Could prescription birth control—whether the pill, an IUD, or a diaphragm—soon be free of cost for most American women?

Polls suggest the majority of Americans would support such a policy. But the Daily Beast has learned that many conservative activists, who spent most of their energies during the health-care reform fight battling to win abortion restrictions and abstinence-education funding, are just waking up to the possibility that the new health care law could require employers and insurance companies to offer contraceptives, along with other commonly prescribed medications, without charging any co-pay. Now the Heritage Foundation and the National Abstinence Education Association say they plan to join the U.S. Conference of Catholic Bishops in resisting implementation of the new provisions.

Yglesias comments, predictably:

Politically speaking, I think this is the fight progressives have been wanting to have for some time now—something that would highlight the deeply reactionary and anti-woman ideology that drives the main institutional players in the anti-abortion movement. But will it be possible to get people to pay attention?

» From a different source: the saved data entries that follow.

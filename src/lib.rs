//! Zerotouch - zero-touch nginx deployment for campaign directories
//!
//! This library watches a campaigns root and keeps nginx in sync with it:
//! - Snapshots each campaign directory and classifies it (static, dynamic, framework)
//! - Synthesizes an nginx location block per deployable campaign
//! - Assembles blocks into a single versioned config file
//! - Validates the config with nginx before it goes live, atomically swaps it in,
//!   and rolls back to the last known good version when validation or reload fails
//! - Reports per-campaign outcomes for every scan cycle

pub mod admin;
pub mod campaign;
pub mod classifier;
pub mod config;
pub mod error;
pub mod reload;
pub mod report;
pub mod scanner;
pub mod store;
pub mod synth;
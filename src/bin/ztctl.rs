//! ztctl - Command-line interface for the zerotouch deployment daemon
//!
//! Usage:
//!   ztctl scan               Run a scan cycle now
//!   ztctl scan --dry-run     Classify and assemble without touching nginx
//!   ztctl status             Show daemon phase and config version
//!   ztctl report             Show the last scan report
//!   ztctl campaigns          List deployed campaign blocks
//!   ztctl clear-fatal        Clear the fatal failure latch
//!   ztctl version            Show daemon version

use anyhow::{Context, Result};
use serde::Deserialize;
use std::env;
use std::io::{Read, Write};
use std::net::TcpStream;

/// Default API URL
const DEFAULT_API_URL: &str = "http://127.0.0.1:9920";

/// Campaign entry in a scan report
#[derive(Debug, Deserialize)]
struct CampaignReportView {
    name: String,
    change: String,
    status: String,
    verdict: Option<String>,
    location: Option<String>,
    reason: Option<String>,
}

/// Cycle outcome in a scan report
#[derive(Debug, Deserialize)]
struct CycleView {
    result: String,
    version: Option<u64>,
    current_version: Option<u64>,
    restored_version: Option<u64>,
    diagnostic: Option<String>,
    error: Option<String>,
}

/// Scan report from the daemon
#[derive(Debug, Deserialize)]
struct ScanReportView {
    started_at: String,
    finished_at: String,
    dry_run: bool,
    campaigns: Vec<CampaignReportView>,
    cycle: CycleView,
}

/// Daemon status
#[derive(Debug, Deserialize)]
struct StatusView {
    phase: String,
    fatal: bool,
    current_version: Option<u64>,
    block_count: usize,
}

/// Deployed block summary
#[derive(Debug, Deserialize)]
struct BlockView {
    campaign: String,
    verdict: String,
    location: String,
    content_hash: String,
}

#[derive(Debug, Deserialize)]
struct CampaignsView {
    campaigns: Vec<BlockView>,
    count: usize,
}

#[derive(Debug, Deserialize)]
struct VersionView {
    name: String,
    version: String,
}

/// CLI command structure
#[derive(Debug)]
enum Command {
    Scan { dry_run: bool },
    Status,
    Report,
    Campaigns,
    ClearFatal,
    Version,
    Help,
}

/// Simple HTTP client for API calls
struct ApiClient {
    base_url: String,
    token: String,
}

impl ApiClient {
    fn new() -> Self {
        let base_url = env::var("ZEROTOUCH_API_URL")
            .unwrap_or_else(|_| DEFAULT_API_URL.to_string());
        let token = env::var("ZEROTOUCH_API_TOKEN").unwrap_or_default();

        Self { base_url, token }
    }

    fn request(&self, method: &str, path: &str) -> Result<(u16, String)> {
        // Parse URL
        let url = format!("{}{}", self.base_url, path);
        let url = url.strip_prefix("http://").unwrap_or(&url);
        let (host_port, path) = if let Some(idx) = url.find('/') {
            (&url[..idx], &url[idx..])
        } else {
            (url, "/")
        };

        // Connect
        let mut stream = TcpStream::connect(host_port)
            .context(format!("Failed to connect to daemon at {}", self.base_url))?;

        stream.set_read_timeout(Some(std::time::Duration::from_secs(60)))?;
        stream.set_write_timeout(Some(std::time::Duration::from_secs(60)))?;

        // Build request
        let request = format!(
            "{} {} HTTP/1.1\r\n\
             Host: {}\r\n\
             Authorization: Bearer {}\r\n\
             Content-Length: 0\r\n\
             Connection: close\r\n\
             \r\n",
            method, path, host_port, self.token
        );

        // Send request
        stream.write_all(request.as_bytes())?;
        stream.flush()?;

        // Read response
        let mut response = String::new();
        stream.read_to_string(&mut response)?;

        // Status code from the status line
        let status = response
            .split_whitespace()
            .nth(1)
            .and_then(|s| s.parse::<u16>().ok())
            .unwrap_or(0);

        // Body after headers
        let body = match response.find("\r\n\r\n") {
            Some(idx) => response[idx + 4..].to_string(),
            None => response,
        };

        Ok((status, body))
    }

    fn get(&self, path: &str) -> Result<(u16, String)> {
        self.request("GET", path)
    }

    fn post(&self, path: &str) -> Result<(u16, String)> {
        self.request("POST", path)
    }
}

fn main() {
    if let Err(e) = run() {
        eprintln!("Error: {}", e);
        std::process::exit(1);
    }
}

fn run() -> Result<()> {
    let args: Vec<String> = env::args().collect();
    let command = parse_command(&args[1..]);

    match command {
        Command::Help => print_help(),
        Command::Version => handle_version()?,
        Command::Scan { dry_run } => handle_scan(dry_run)?,
        Command::Status => handle_status()?,
        Command::Report => handle_report()?,
        Command::Campaigns => handle_campaigns()?,
        Command::ClearFatal => handle_clear_fatal()?,
    }

    Ok(())
}

fn parse_command(args: &[String]) -> Command {
    if args.is_empty() {
        return Command::Help;
    }

    match args[0].as_str() {
        "help" | "--help" | "-h" => Command::Help,
        "version" | "--version" | "-v" => Command::Version,
        "scan" => {
            let dry_run = args.iter().any(|a| a == "--dry-run" || a == "-n");
            Command::Scan { dry_run }
        }
        "status" => Command::Status,
        "report" => Command::Report,
        "campaigns" | "list" | "ls" => Command::Campaigns,
        "clear-fatal" | "clear_fatal" => Command::ClearFatal,
        _ => Command::Help,
    }
}

fn handle_scan(dry_run: bool) -> Result<()> {
    let client = ApiClient::new();

    if dry_run {
        let (status, body) = client.post("/scan/dry-run")?;
        check_status(status, &body)?;

        let report: ScanReportView = serde_json::from_str(&body)
            .context("Failed to parse scan report")?;
        print_report(&report);
    } else {
        let (status, body) = client.post("/scan")?;
        check_status(status, &body)?;

        println!("Scan queued.");
        println!();
        println!("Fetch the outcome once the cycle completes:");
        println!("  ztctl report");
    }

    Ok(())
}

fn handle_status() -> Result<()> {
    let client = ApiClient::new();
    let (status, body) = client.get("/status")?;
    check_status(status, &body)?;

    let daemon: StatusView = serde_json::from_str(&body)
        .context("Failed to parse status response")?;

    println!("Phase:           {}", daemon.phase);
    println!(
        "Config version:  {}",
        daemon
            .current_version
            .map(|v| v.to_string())
            .unwrap_or_else(|| "none committed yet".to_string())
    );
    println!("Deployed blocks: {}", daemon.block_count);

    if daemon.fatal {
        println!();
        println!("FATAL: automatic deployment is halted.");
        println!("Inspect nginx manually, then run: ztctl clear-fatal");
    }

    Ok(())
}

fn handle_report() -> Result<()> {
    let client = ApiClient::new();
    let (status, body) = client.get("/report")?;

    if status == 404 {
        println!("No scan has completed yet.");
        return Ok(());
    }
    check_status(status, &body)?;

    let report: ScanReportView = serde_json::from_str(&body)
        .context("Failed to parse scan report")?;
    print_report(&report);

    Ok(())
}

fn handle_campaigns() -> Result<()> {
    let client = ApiClient::new();
    let (status, body) = client.get("/campaigns")?;
    check_status(status, &body)?;

    let view: CampaignsView = serde_json::from_str(&body)
        .context("Failed to parse campaigns response")?;

    if view.campaigns.is_empty() {
        println!("No campaigns deployed.");
        return Ok(());
    }

    println!("  {:<24} {:<16} {:<28} HASH", "CAMPAIGN", "VERDICT", "LOCATION");
    for block in &view.campaigns {
        println!(
            "  {:<24} {:<16} {:<28} {}",
            block.campaign,
            block.verdict,
            block.location,
            &block.content_hash[..12.min(block.content_hash.len())],
        );
    }
    println!();
    println!("  Total: {} deployed", view.count);

    Ok(())
}

fn handle_clear_fatal() -> Result<()> {
    let client = ApiClient::new();
    let (status, body) = client.post("/fatal/clear")?;
    check_status(status, &body)?;

    #[derive(Deserialize)]
    struct ClearView {
        cleared: bool,
    }

    let view: ClearView = serde_json::from_str(&body)
        .context("Failed to parse response")?;

    if view.cleared {
        println!("Fatal latch cleared. The next scan cycle will deploy again.");
    } else {
        println!("Daemon was not in a fatal state; nothing to clear.");
    }

    Ok(())
}

fn handle_version() -> Result<()> {
    println!("ztctl {}", env!("CARGO_PKG_VERSION"));

    let client = ApiClient::new();
    match client.get("/version") {
        Ok((200, body)) => {
            if let Ok(view) = serde_json::from_str::<VersionView>(&body) {
                println!("daemon {} {}", view.name, view.version);
            }
        }
        _ => println!("daemon not reachable at {}", client.base_url),
    }

    Ok(())
}

fn check_status(status: u16, body: &str) -> Result<()> {
    match status {
        200 | 202 => Ok(()),
        401 => anyhow::bail!("unauthorized - set ZEROTOUCH_API_TOKEN"),
        _ => anyhow::bail!("daemon returned HTTP {}: {}", status, body.trim()),
    }
}

fn print_report(report: &ScanReportView) {
    if report.dry_run {
        println!("Scan report (dry run):");
    } else {
        println!("Scan report:");
    }
    println!("  Started:  {}", report.started_at);
    println!("  Finished: {}", report.finished_at);
    println!();

    if report.campaigns.is_empty() {
        println!("  No campaign directories found.");
    } else {
        println!("  {:<24} {:<10} {:<12} DETAIL", "CAMPAIGN", "CHANGE", "STATUS");
        for c in &report.campaigns {
            let detail = match (&c.location, &c.reason, &c.verdict) {
                (Some(loc), _, _) => loc.clone(),
                (None, Some(reason), _) => reason.clone(),
                (None, None, Some(verdict)) => verdict.clone(),
                _ => String::new(),
            };
            println!("  {:<24} {:<10} {:<12} {}", c.name, c.change, c.status, detail);
        }
    }
    println!();

    match report.cycle.result.as_str() {
        "committed" => {
            println!(
                "Cycle: committed config version {}",
                report.cycle.version.unwrap_or_default()
            );
        }
        "no-changes" => match report.cycle.current_version {
            Some(v) => println!("Cycle: no changes (config version {} still current)", v),
            None => println!("Cycle: no changes (nothing deployed yet)"),
        },
        "dry-run" => {
            println!(
                "Cycle: dry run assembled version {} (not applied)",
                report.cycle.version.unwrap_or_default()
            );
        }
        "validation-failed" => {
            println!("Cycle: validation failed, live config untouched");
            if let Some(diag) = &report.cycle.diagnostic {
                println!("  {}", diag.trim());
            }
        }
        "rolled-back" => {
            println!(
                "Cycle: reload failed, rolled back to version {}",
                report.cycle.restored_version.unwrap_or_default()
            );
            if let Some(err) = &report.cycle.error {
                println!("  {}", err.trim());
            }
        }
        "fatal" => {
            println!("Cycle: FATAL - rollback also failed, deployment halted");
            if let Some(err) = &report.cycle.error {
                println!("  {}", err.trim());
            }
            println!("  Inspect nginx manually, then run: ztctl clear-fatal");
        }
        "fatally-latched" => {
            println!("Cycle: skipped, daemon is in fatal state");
            println!("  Run: ztctl clear-fatal");
        }
        other => println!("Cycle: {}", other),
    }
}

fn print_help() {
    println!(
        r#"
ztctl - control the zerotouch deployment daemon

USAGE:
    ztctl <command> [options]

COMMANDS:
    scan                     Queue a scan cycle
    scan --dry-run           Classify and assemble without touching nginx
    status                   Show daemon phase, config version, block count
    report                   Show the last scan report
    campaigns                List deployed campaign blocks
    clear-fatal              Clear the fatal failure latch

    help                     Show this help
    version                  Show CLI and daemon versions

ENVIRONMENT:
    ZEROTOUCH_API_URL        Daemon API endpoint (default: http://127.0.0.1:9920)
    ZEROTOUCH_API_TOKEN      API authentication token
"#
    );
}
impl ReloadOrchestrator {
    pub fn new(nginx: NginxConfig) -> Self {
        Self {
            nginx,
            phase: Mutex::new(ReloadPhase::Idle),
        }
    }

    pub fn phase(&self) -> ReloadPhase {
        *self.phase.lock()
    }

    pub fn is_fatal(&self) -> bool {
        self.phase() == ReloadPhase::FatalFailure
    }

    /// Operator acknowledgement that the fatal condition was resolved
    pub fn clear_fatal(&self) -> bool {
        let mut phase = self.phase.lock();
        if *phase == ReloadPhase::FatalFailure {
            *phase = ReloadPhase::Idle;
            info!("Fatal reload state cleared by operator");
            true
        } else {
            false
        }
    }

    fn set_phase(&self, next: ReloadPhase) {
        let mut phase = self.phase.lock();
        debug!(from = ?*phase, to = ?next, "Reload phase transition");
        *phase = next;
    }

    /// Apply a snapshot through the full protocol. On validation failure
    /// the live config is untouched; on reload/liveness failure the live
    /// config holds the failed snapshot and the caller must roll back.
    pub async fn apply(&self, snapshot: &ConfigSnapshot) -> Result<(), ReloadError> {
        if self.is_fatal() {
            return Err(ReloadError::FatallyLatched);
        }

        // Validate against a temp file next to the live config so the
        // final rename stays on one filesystem
        self.set_phase(ReloadPhase::Validating);
        let live_path = self.nginx.config_path.clone();
        let dir = live_path.parent().unwrap_or_else(|| Path::new("."));
        let mut temp = tempfile::NamedTempFile::new_in(dir).map_err(|e| {
            self.set_phase(ReloadPhase::Idle);
            ReloadError::Write {
                path: dir.display().to_string(),
                source: e,
            }
        })?;
        if let Err(e) = temp
            .write_all(snapshot.text.as_bytes())
            .and_then(|_| temp.flush())
        {
            self.set_phase(ReloadPhase::Idle);
            return Err(ReloadError::Write {
                path: temp.path().display().to_string(),
                source: e,
            });
        }

        if let Err(diagnostic) = run_command(&self.nginx.validate_command, temp.path()).await {
            self.set_phase(ReloadPhase::Idle);
            return Err(ReloadError::Validation { diagnostic });
        }

        // Atomic rename over the live config; never edit it in place
        self.set_phase(ReloadPhase::Applying);
        if let Err(e) = temp.persist(&live_path) {
            self.set_phase(ReloadPhase::Idle);
            return Err(ReloadError::Write {
                path: live_path.display().to_string(),
                source: e.error,
            });
        }
        info!(
            path = %live_path.display(),
            version = snapshot.version,
            blocks = snapshot.block_count,
            "Config written"
        );

        if let Err(diagnostic) = run_command(&self.nginx.reload_command, &live_path).await {
            return Err(ReloadError::Reload { diagnostic });
        }

        self.set_phase(ReloadPhase::Confirming);
        self.confirm_liveness().await?;

        self.set_phase(ReloadPhase::Idle);
        info!(version = snapshot.version, "Config reloaded and confirmed");
        Ok(())
    }

    /// Commit a cycle's snapshot: apply it and install it as current, or
    /// roll the store and the live config back to last-known-good.
    ///
    /// `Err` means either validation rejected the snapshot (live config
    /// untouched, cycle aborted) or the rollback itself failed (fatal).
    pub async fn commit_snapshot(
        &self,
        store: &mut ConfigStore,
        snapshot: ConfigSnapshot,
    ) -> Result<CommitOutcome, ReloadError> {
        let original = match self.apply(&snapshot).await {
            Ok(()) => {
                let version = snapshot.version;
                store.commit(snapshot);
                return Ok(CommitOutcome::Committed { version });
            }
            Err(e) if e.live_config_untouched() => return Err(e),
            Err(e) => e,
        };

        warn!(error = %original, "Reload failed, rolling back to last-known-good");
        self.set_phase(ReloadPhase::RollingBack);

        let lkg = match store.rollback() {
            Ok(lkg) => lkg,
            Err(e) => {
                self.set_phase(ReloadPhase::FatalFailure);
                error!(original = %original, rollback = %e, "Rollback impossible, escalating");
                return Err(ReloadError::Fatal {
                    original: original.to_string(),
                    rollback: e.to_string(),
                });
            }
        };

        match self.apply_for_rollback(&lkg).await {
            Ok(()) => {
                self.set_phase(ReloadPhase::Idle);
                info!(restored_version = lkg.version, "Last-known-good restored");
                Ok(CommitOutcome::RolledBack {
                    error: original,
                    restored_version: lkg.version,
                })
            }
            Err(e) => {
                // The known-good config failed to come back; operator time
                self.set_phase(ReloadPhase::FatalFailure);
                error!(original = %original, rollback = %e, "Rollback failed, escalating");
                Err(ReloadError::Fatal {
                    original: original.to_string(),
                    rollback: e.to_string(),
                })
            }
        }
    }

    /// Same protocol as [`apply`], but without the fatal-latch guard
    /// (we are the rollback).
    async fn apply_for_rollback(&self, snapshot: &ConfigSnapshot) -> Result<(), ReloadError> {
        let live_path = self.nginx.config_path.clone();
        let dir = live_path.parent().unwrap_or_else(|| Path::new("."));
        let mut temp = tempfile::NamedTempFile::new_in(dir).map_err(|e| ReloadError::Write {
            path: dir.display().to_string(),
            source: e,
        })?;
        temp.write_all(snapshot.text.as_bytes())
            .and_then(|_| temp.flush())
            .map_err(|e| ReloadError::Write {
                path: temp.path().display().to_string(),
                source: e,
            })?;

        if let Err(diagnostic) = run_command(&self.nginx.validate_command, temp.path()).await {
            return Err(ReloadError::Validation { diagnostic });
        }

        temp.persist(&live_path).map_err(|e| ReloadError::Write {
            path: live_path.display().to_string(),
            source: e.error,
        })?;

        if let Err(diagnostic) = run_command(&self.nginx.reload_command, &live_path).await {
            return Err(ReloadError::Reload { diagnostic });
        }

        self.confirm_liveness().await
    }

    /// Bounded liveness probe of the proxy master process. Skipped with a
    /// debug log when no PID file is configured.
    async fn confirm_liveness(&self) -> Result<(), ReloadError> {
        let Some(pid_file) = self.nginx.pid_file.clone() else {
            debug!("No nginx pid_file configured, skipping liveness probe");
            return Ok(());
        };

        let deadline = tokio::time::Instant::now() + self.nginx.liveness_timeout();
        let mut last_diag = String::from("probe never ran");

        loop {
            // Give the proxy a moment to act on the reload before probing
            tokio::time::sleep(PROBE_INTERVAL).await;

            match probe_pid_file(&pid_file) {
                Ok(pid) => {
                    debug!(pid, "Proxy liveness confirmed");
                    return Ok(());
                }
                Err(diag) => last_diag = diag,
            }

            if tokio::time::Instant::now() >= deadline {
                return Err(ReloadError::Liveness {
                    diagnostic: last_diag,
                });
            }
        }
    }
}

These non-abortion reproductive health aspects of the Affordable Care Act got very little attention from either side.

I wonder how inclusive Yglesias thinks the “anti-abortion movement” is.  Am I part of this “movement” because I think lowering deductibles — via forcing insurers to provide coverage for contraceptives — on insurance policies that are already going to get more expensive and raise overall health-care costs is a bad idea?  Am I as “deeply reactionary” and “anti-woman” as the rest of these people because I think spending taxpayer dollars on expensive contraceptives when there are other options for contraception that aren’t expensive is a misuse of public money?  An even better question: is it weird to think that insurers should be forced to provide dental coverage for people who don’t brush their teeth?

If that qualifies me for inclusion, then I don’t think the “anti-abortion” movement is as crazy and “anti-woman” as Yglesias suggests.  If it doesn’t, then can’t we at least acknowledge that there are rational and sane arguments against providing “free” contraceptives?  Or is that issue still too hot-button?